If Joe Biden becomes the Democratic nominee for President, he should be in fighting shape to face Donald Trump.
“Go easy on me kid,” he told Sen. Kamala Harris as they met on stage before Wednesday’s debate began in Detroit. The Twitterverse had a meltdown over what seemed like a little joke, and even if it wasn’t, no one went easy on Biden.
He was the clear target of multiple punches during the lengthy debate, and not just from Harris. U.S. Sen. Cory Booker came after Biden hard on immigration issues. Sen. Kirstin Gillibrand and Harris attacked him over his record on women’s rights. Harris also tore into him over differences in their health care plans and race relations.

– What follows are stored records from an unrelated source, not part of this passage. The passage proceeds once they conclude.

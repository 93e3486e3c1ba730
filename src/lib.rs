//! # gantry-motion
//!
//! Coordinated two-axis stepper gantry control with embedded-hal 1.0 support.
//!
//! ## Features
//!
//! - **Configuration-driven**: Calibrate pins, ramps and travel limits in TOML
//! - **embedded-hal 1.0**: Uses `OutputPin` for STEP/DIR/ENABLE, `InputPin` for endstops, `DelayNs` for timing
//! - **no_std compatible**: Core library works without standard library
//! - **Straight diagonals**: Bresenham interleaving with per-axis velocity ramps
//! - **Hardware timing**: Offload pulse trains to pigpiod, with software fallback
//! - **Type-state safety**: A move must be validated before it can drive outputs
//!
//! ## Quick Start
//!
//! ```rust,ignore
//! use gantry_motion::{AxisBuilder, AxisId, GantryBuilder};
//!
//! // Load configuration from TOML
//! let config = gantry_motion::load_config("gantry.toml")?;
//!
//! // Create axes with embedded-hal pins
//! let x = AxisBuilder::new(AxisId::X)
//!     .from_gantry_config(&config)?
//!     .step_pin(x_step)
//!     .dir_pin(x_dir)
//!     .home_pin(x_home)
//!     .delay(delay.clone())
//!     .build()?;
//!
//! let mut gantry = GantryBuilder::new()
//!     .from_config(&config)
//!     .x_axis(x)
//!     .y_axis(y)
//!     .build()?;
//!
//! gantry.home()?;
//! gantry.move_to(4960, 1240)?;
//! ```
//!
//! ## Feature Flags
//!
//! - `std` (default): Enables TOML loading, the pigpiod transport and the simulator
//! - `alloc`: Enables the pulse-train generator for no_std with allocator
//! - `defmt`: Enables defmt formatting for embedded targets

#![cfg_attr(not(feature = "std"), no_std)]
#![warn(missing_docs)]
#![warn(clippy::all)]
#![deny(unsafe_code)]
// Allow large error types - necessary for no_std with heapless strings
#![allow(clippy::result_large_err)]

#[cfg(feature = "alloc")]
extern crate alloc;

// Core modules
pub mod axis;
pub mod config;
pub mod error;
pub mod gantry;
pub mod hal;
pub mod magnet;
pub mod motion;
#[cfg(feature = "std")]
pub mod sim;
pub mod wave;

// Re-exports for ergonomic API
pub use axis::{Axis, AxisBuilder, AxisId, AxisStatus, StepperAxis};
pub use config::{validate_config, GantryConfig};
pub use error::{Error, Result};
pub use gantry::{Gantry, GantryBuilder, GantryStatus, MoveSummary};
pub use magnet::Electromagnet;
pub use motion::{calculate_step_delay, Direction, MotionPhase, VelocityProfile};
pub use wave::{PulseWaveTransport, SoftwareTimed, WaveExecutor};

// Configuration loading (std only)
#[cfg(feature = "std")]
pub use config::{load_config, parse_config};

#[cfg(feature = "alloc")]
pub use wave::PulseTrainGenerator;

#[cfg(feature = "std")]
pub use wave::PigpioTransport;

// Unit types
pub use config::units::{Microseconds, Microsteps, Steps};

Biden handled himself better than he did in the first debate when Harris made him look bad over the issue of school desegregation. He was more engaged, feistier, and may have deflected some speculation that he might be too old for the task ahead.
Put it this way: he didn’t hurt himself, nor did Harris connect with the headline-grabber against him as she did in their first debate. Booker was more prepared to engage this time than in the first debate, but let’s put it this way — if you were leaning toward supporting Biden before the evening began, nothing much happened to change your mind.
Rep. Tulsi Gabbard threw an unexpected haymaker at Harris on her record as California attorney general, including a charge that she blocked evidence that would have kept people off death row. But I’m guessing it didn’t make much difference because the spotlight focused on Biden and Harris — with Booker elbowing for position.
A tip of the cap to Gillibrand for the quote of the night: “The first thing that I’m going to do when I’m president is I’m going to Clorox the Oval Office.”
This race won’t be won on sound bites, but that was a good one.
If you have been paying attention to the Democrats’ scrum to become the nominee to face Trump, you probably didn’t learn much from their various positions over the last two nights.
We already know that it’s a battle between progressives ideals and pragmatism about what voters will accept.
That was on display Wednesday during the second night of debates in Detroit. The first 40 minutes of the back-and-forth on CNN was devoted to the candidates’ plans for health care, and it came down to this:
Harris favors implementing a government-run, single-payer health care system that eliminates employers from the insurance game. And Biden believes that will be too expensive, and something Americans won’t accept. It is the most important issue for Democrats. They have to get it right, and it’s one area of major disagreement on how to proceed.
We already know anyone the Democrats nominate will be stronger on the environment than Trump. Unanimously, they agree that climate change is a global threat, and they vow to take aggressive steps to address that.
They believe women should have equal pay with male counterparts who do the same job.
“We are done with that conversation,” Harris said.
After four debates and with 2020 growing larger in the headlights, it’s also time to be done with the preliminaries. The next debate in September needs to be limited to those who actually have a chance to win the nomination.
So, sorry, Andrew Yang, thanks for playing. Be well, Tulsi Gabbard. Keep talking about the environment, Gov. Jay Inslee, but you’re not going to be president. The same goes for Steve Bullock, John Delaney, John Hickenlooper, Tim Ryan, Marianne Williamson, and Michael Bennet.
For Democrats, the only thing that matters is finding someone who can beat Trump. That person hasn’t separated from the field yet, and the time for that to happen is closing in.